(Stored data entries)
-- Opening Marker --
//! Validated builder for one element of a batch modification.

use crate::engine::{BatchOp, BatchOperation};
use ldapi_core::{Error, Result};
use std::fmt;
use std::str::FromStr;

/// Operation applied by a [`Modification`].
#[derive(Debug, Clone, Copy, PartialEq, Eq, Hash)]
pub enum ModOperation {
    /// Add the values to the attribute.
    Add,
    /// Remove the listed values from the attribute.
    Remove,
    /// Remove the attribute with all of its values.
    RemoveAll,
    /// Replace every value of the attribute.
    Replace,
}

impl ModOperation {
    /// Conventional numeric code of the operation.
    #[must_use]
    pub const fn code(self) -> i64 {
        match self {
            Self::Add => 1,
            Self::Remove => 2,
            Self::RemoveAll => 18,
            Self::Replace => 3,
        }
    }

    /// Maps a numeric code to an operation.
    ///
    /// # Errors
    ///
    /// Returns [`Error::InvalidMode`] for codes other than 1, 2, 18 and 3.
    pub fn from_code(code: i64) -> Result<Self> {
        match code {
            1 => Ok(Self::Add),
            2 => Ok(Self::Remove),
            18 => Ok(Self::RemoveAll),
            3 => Ok(Self::Replace),
            _ => Err(Error::InvalidMode(format!(
                "operation code {code} is not add (1), remove (2), remove_all (18) or replace (3)"
            ))),
        }
    }
}

impl fmt::Display for ModOperation {
    fn fmt(&self, f: &mut fmt::Formatter<'_>) -> fmt::Result {
        f.write_str(match self {
            Self::Add => "add",
            Self::Remove => "remove",
            Self::RemoveAll => "remove_all",
            Self::Replace => "replace",
        })
    }
}

impl FromStr for ModOperation {
    type Err = Error;

    fn from_str(s: &str) -> Result<Self> {
        match s.to_ascii_lowercase().as_str() {
            "add" => Ok(Self::Add),
            "remove" => Ok(Self::Remove),
            "remove_all" => Ok(Self::RemoveAll),
            "replace" => Ok(Self::Replace),
            _ => Err(Error::InvalidMode(format!(
                "operation `{s}` must be one of add, remove, remove_all, replace"
            ))),
        }
    }
}

impl From<ModOperation> for BatchOp {
    fn from(op: ModOperation) -> Self {
        match op {
            ModOperation::Add => Self::Add,
            ModOperation::Remove => Self::Remove,
            ModOperation::RemoveAll => Self::RemoveAll,
            ModOperation::Replace => Self::Replace,
        }
    }
}

/// One attribute change submitted through
/// [`Directory::modify_batch`](crate::Directory::modify_batch).
///
/// Setting the operation to [`ModOperation::RemoveAll`] clears any staged values,
/// and values cannot be set while the operation is `RemoveAll`. Completeness
/// (attribute name, operation, non-empty values) is checked at submission.
#[derive(Debug, Clone, Default, PartialEq, Eq)]
pub struct Modification {
    attribute_name: Option<String>,
    operation: Option<ModOperation>,
    values: Vec<Vec<u8>>,
}

impl Modification {
    /// Creates an empty modification.
    #[must_use]
    pub fn new() -> Self {
        Self::default()
    }

    /// Adds `values` to `attribute`.
    #[must_use]
    pub fn add<I, V>(attribute: impl Into<String>, values: I) -> Self
    where
        I: IntoIterator<Item = V>,
        V: Into<Vec<u8>>,
    {
        Self::with_values(attribute, ModOperation::Add, values)
    }

    /// Removes `values` from `attribute`.
    #[must_use]
    pub fn remove<I, V>(attribute: impl Into<String>, values: I) -> Self
    where
        I: IntoIterator<Item = V>,
        V: Into<Vec<u8>>,
    {
        Self::with_values(attribute, ModOperation::Remove, values)
    }

    /// Removes `attribute` entirely.
    #[must_use]
    pub fn remove_all(attribute: impl Into<String>) -> Self {
        Self {
            attribute_name: Some(attribute.into()),
            operation: Some(ModOperation::RemoveAll),
            values: Vec::new(),
        }
    }

    /// Replaces every value of `attribute` with `values`.
    #[must_use]
    pub fn replace<I, V>(attribute: impl Into<String>, values: I) -> Self
    where
        I: IntoIterator<Item = V>,
        V: Into<Vec<u8>>,
    {
        Self::with_values(attribute, ModOperation::Replace, values)
    }

    fn with_values<I, V>(attribute: impl Into<String>, operation: ModOperation, values: I) -> Self
    where
        I: IntoIterator<Item = V>,
        V: Into<Vec<u8>>,
    {
        Self {
            attribute_name: Some(attribute.into()),
            operation: Some(operation),
            values: values.into_iter().map(Into::into).collect(),
        }
    }

    /// Attribute being changed.
    #[must_use]
    pub fn attribute_name(&self) -> Option<&str> {
        self.attribute_name.as_deref()
    }

    /// Operation to apply.
    #[must_use]
    pub const fn operation(&self) -> Option<ModOperation> {
        self.operation
    }

    /// Staged values; always empty for [`ModOperation::RemoveAll`].
    #[must_use]
    pub fn values(&self) -> &[Vec<u8>] {
        &self.values
    }

    /// Sets the attribute name.
    pub fn set_attribute_name(&mut self, name: impl Into<String>) -> &mut Self {
        self.attribute_name = Some(name.into());
        self
    }

    /// Sets the operation. `RemoveAll` discards any staged values.
    pub fn set_operation(&mut self, operation: ModOperation) -> &mut Self {
        self.operation = Some(operation);
        if operation == ModOperation::RemoveAll {
            self.values.clear();
        }
        self
    }

    /// Sets the operation from its numeric code.
    ///
    /// # Errors
    ///
    /// Returns [`Error::InvalidMode`] for unknown codes.
    pub fn set_operation_code(&mut self, code: i64) -> Result<&mut Self> {
        let operation = ModOperation::from_code(code)?;
        Ok(self.set_operation(operation))
    }

    /// Replaces the staged values.
    ///
    /// # Errors
    ///
    /// Returns [`Error::InvalidMode`] when the operation is `RemoveAll`.
    pub fn set_values<I, V>(&mut self, values: I) -> Result<&mut Self>
    where
        I: IntoIterator<Item = V>,
        V: Into<Vec<u8>>,
    {
        if self.operation == Some(ModOperation::RemoveAll) {
            return Err(Error::InvalidMode(
                "remove_all operations cannot include a value set".to_string(),
            ));
        }

        self.values = values.into_iter().map(Into::into).collect();
        Ok(self)
    }

    /// Checks completeness and converts to the engine representation.
    ///
    /// `index` identifies the element in error messages.
    pub(crate) fn to_batch_operation(&self, index: usize) -> Result<BatchOperation> {
        let attribute = self.attribute_name.as_deref().ok_or_else(|| {
            Error::IncompleteModification(format!(
                "modification {index} does not define an attribute"
            ))
        })?;
        let operation = self.operation.ok_or_else(|| {
            Error::IncompleteModification(format!(
                "modification {index} does not define an operation"
            ))
        })?;

        match operation {
            ModOperation::RemoveAll if !self.values.is_empty() => {
                return Err(Error::InvalidValueSet(format!(
                    "modification {index} is remove_all but carries a value set"
                )));
            }
            ModOperation::Add | ModOperation::Remove | ModOperation::Replace
                if self.values.is_empty() =>
            {
                return Err(Error::IncompleteModification(format!(
                    "modification {index} does not define a value set"
                )));
            }
            _ => {}
        }

        Ok(BatchOperation {
            attribute: attribute.to_string(),
            op: operation.into(),
            values: self.values.clone(),
        })
    }
}

#[cfg(test)]
mod tests {
    use super::*;

    #[test]
    fn remove_all_clears_staged_values() {
        let mut modification = Modification::new();
        modification
            .set_attribute_name("mail")
            .set_operation(ModOperation::Replace);
        modification.set_values(["a@example.com"]).unwrap();
        assert_eq!(modification.values().len(), 1);

        modification.set_operation(ModOperation::RemoveAll);
        assert!(modification.values().is_empty());
    }

    #[test]
    fn remove_all_rejects_values() {
        let mut modification = Modification::remove_all("mail");
        let err = modification.set_values(["a@example.com"]).unwrap_err();
        assert!(matches!(err, Error::InvalidMode(_)));
        assert!(modification.values().is_empty());
    }

    #[test]
    fn operation_codes() {
        assert_eq!(ModOperation::from_code(18).unwrap(), ModOperation::RemoveAll);
        assert!(matches!(
            ModOperation::from_code(4),
            Err(Error::InvalidMode(_))
        ));
        assert_eq!("REPLACE".parse::<ModOperation>().unwrap(), ModOperation::Replace);
        assert!(matches!(
            "increment".parse::<ModOperation>(),
            Err(Error::InvalidMode(_))
        ));

        let mut modification = Modification::new();
        assert!(modification.set_operation_code(9).is_err());
        assert!(modification.operation().is_none());
        modification.set_operation_code(2).unwrap();
        assert_eq!(modification.operation(), Some(ModOperation::Remove));
    }

    #[test]
    fn incomplete_modifications() {
        let missing_attribute = {
            let mut m = Modification::new();
            m.set_operation(ModOperation::Add);
            m
        };
        assert!(matches!(
            missing_attribute.to_batch_operation(0),
            Err(Error::IncompleteModification(_))
        ));

        let mut missing_operation = Modification::new();
        missing_operation.set_attribute_name("cn");
        assert!(matches!(
            missing_operation.to_batch_operation(1),
            Err(Error::IncompleteModification(_))
        ));

        let missing_values = Modification::add("cn", Vec::<Vec<u8>>::new());
        let err = missing_values.to_batch_operation(2).unwrap_err();
        assert!(matches!(err, Error::IncompleteModification(_)));
        assert!(err.to_string().contains("modification 2"));
    }

    #[test]
    fn converts_to_batch_operation() {
        let op = Modification::replace("description", ["first", "second"])
            .to_batch_operation(0)
            .unwrap();
        assert_eq!(op.attribute, "description");
        assert_eq!(op.op, BatchOp::Replace);
        assert_eq!(op.values, vec![b"first".to_vec(), b"second".to_vec()]);

        let op = Modification::remove_all("description")
            .to_batch_operation(0)
            .unwrap();
        assert_eq!(op.op, BatchOp::RemoveAll);
        assert!(op.values.is_empty());
    }
}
-- Closing Marker --
** DESCRIPTION OF THE TASK **
Beginning at the line with "checked at submission." and stopping after the line with "Attribute being changed.", please write out every line of the data above exactly and nothing else.

** RESULT BELOW **
/// (attribute name, operation, non-empty values) is checked at submission.
#[derive(Debug, Clone, Default, PartialEq, Eq)]
pub struct Modification {
    attribute_name: Option<String>,
    operation: Option<ModOperation>,
    values: Vec<Vec<u8>>,
}

impl Modification {
    /// Creates an empty modification.
    #[must_use]
    pub fn new() -> Self {
        Self::default()
    }

    /// Adds `values` to `attribute`.
    #[must_use]
    pub fn add<I, V>(attribute: impl Into<String>, values: I) -> Self
    where
        I: IntoIterator<Item = V>,
        V: Into<Vec<u8>>,
    {
        Self::with_values(attribute, ModOperation::Add, values)
    }

    /// Removes `values` from `attribute`.
    #[must_use]
    pub fn remove<I, V>(attribute: impl Into<String>, values: I) -> Self
    where
        I: IntoIterator<Item = V>,
        V: Into<Vec<u8>>,
    {
        Self::with_values(attribute, ModOperation::Remove, values)
    }

    /// Removes `attribute` entirely.
    #[must_use]
    pub fn remove_all(attribute: impl Into<String>) -> Self {
        Self {
            attribute_name: Some(attribute.into()),
            operation: Some(ModOperation::RemoveAll),
            values: Vec::new(),
        }
    }

    /// Replaces every value of `attribute` with `values`.
    #[must_use]
    pub fn replace<I, V>(attribute: impl Into<String>, values: I) -> Self
    where
        I: IntoIterator<Item = V>,
        V: Into<Vec<u8>>,
    {
        Self::with_values(attribute, ModOperation::Replace, values)
    }

    fn with_values<I, V>(attribute: impl Into<String>, operation: ModOperation, values: I) -> Self
    where
        I: IntoIterator<Item = V>,
        V: Into<Vec<u8>>,
    {
        Self {
            attribute_name: Some(attribute.into()),
            operation: Some(operation),
            values: values.into_iter().map(Into::into).collect(),
        }
    }

    /// Attribute being changed.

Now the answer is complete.